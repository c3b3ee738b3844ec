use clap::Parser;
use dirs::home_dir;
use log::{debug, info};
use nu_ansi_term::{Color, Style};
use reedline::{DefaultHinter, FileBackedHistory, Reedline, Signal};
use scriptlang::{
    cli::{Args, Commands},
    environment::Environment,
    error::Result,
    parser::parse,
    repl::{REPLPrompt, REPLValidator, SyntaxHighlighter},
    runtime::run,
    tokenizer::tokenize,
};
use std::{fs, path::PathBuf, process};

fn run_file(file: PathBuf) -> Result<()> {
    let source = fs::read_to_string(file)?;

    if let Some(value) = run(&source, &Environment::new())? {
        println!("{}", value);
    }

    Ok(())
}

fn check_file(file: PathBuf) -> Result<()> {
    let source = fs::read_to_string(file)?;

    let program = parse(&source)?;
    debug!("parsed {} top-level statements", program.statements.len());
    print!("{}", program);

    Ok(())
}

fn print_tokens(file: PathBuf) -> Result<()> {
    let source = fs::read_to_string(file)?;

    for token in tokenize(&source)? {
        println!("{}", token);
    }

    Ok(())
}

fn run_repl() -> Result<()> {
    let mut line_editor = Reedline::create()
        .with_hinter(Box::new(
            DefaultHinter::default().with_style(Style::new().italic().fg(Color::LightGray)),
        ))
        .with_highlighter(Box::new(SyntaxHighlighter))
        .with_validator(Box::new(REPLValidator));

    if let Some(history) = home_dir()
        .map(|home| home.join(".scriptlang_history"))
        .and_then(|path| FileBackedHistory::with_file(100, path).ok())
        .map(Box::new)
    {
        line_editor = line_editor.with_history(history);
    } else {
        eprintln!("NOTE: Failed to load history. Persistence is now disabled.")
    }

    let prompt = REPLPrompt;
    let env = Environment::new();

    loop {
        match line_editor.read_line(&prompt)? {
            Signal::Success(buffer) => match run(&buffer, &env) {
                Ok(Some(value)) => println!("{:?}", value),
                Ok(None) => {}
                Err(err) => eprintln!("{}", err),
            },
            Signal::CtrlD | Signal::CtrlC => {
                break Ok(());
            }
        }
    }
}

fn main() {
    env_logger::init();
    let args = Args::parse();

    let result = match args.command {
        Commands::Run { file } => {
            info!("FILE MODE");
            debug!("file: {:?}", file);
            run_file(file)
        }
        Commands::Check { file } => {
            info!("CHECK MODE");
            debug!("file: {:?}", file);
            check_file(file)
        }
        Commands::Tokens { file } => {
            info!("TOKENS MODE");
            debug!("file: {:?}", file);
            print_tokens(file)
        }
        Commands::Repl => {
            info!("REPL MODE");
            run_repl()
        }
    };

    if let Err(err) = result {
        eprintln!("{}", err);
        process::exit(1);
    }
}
....
» **Problem**: Each of the lines from the one holding "check_file(file)" through the final line of the entries is to be set down exactly, and no others.

» **Result below**:
            check_file(file)
        }
        Commands::Tokens { file } => {
            info!("TOKENS MODE");
            debug!("file: {:?}", file);
            print_tokens(file)
        }
        Commands::Repl => {
            info!("REPL MODE");
            run_repl()
        }
    };

    if let Err(err) = result {
        eprintln!("{}", err);
        process::exit(1);
    }
}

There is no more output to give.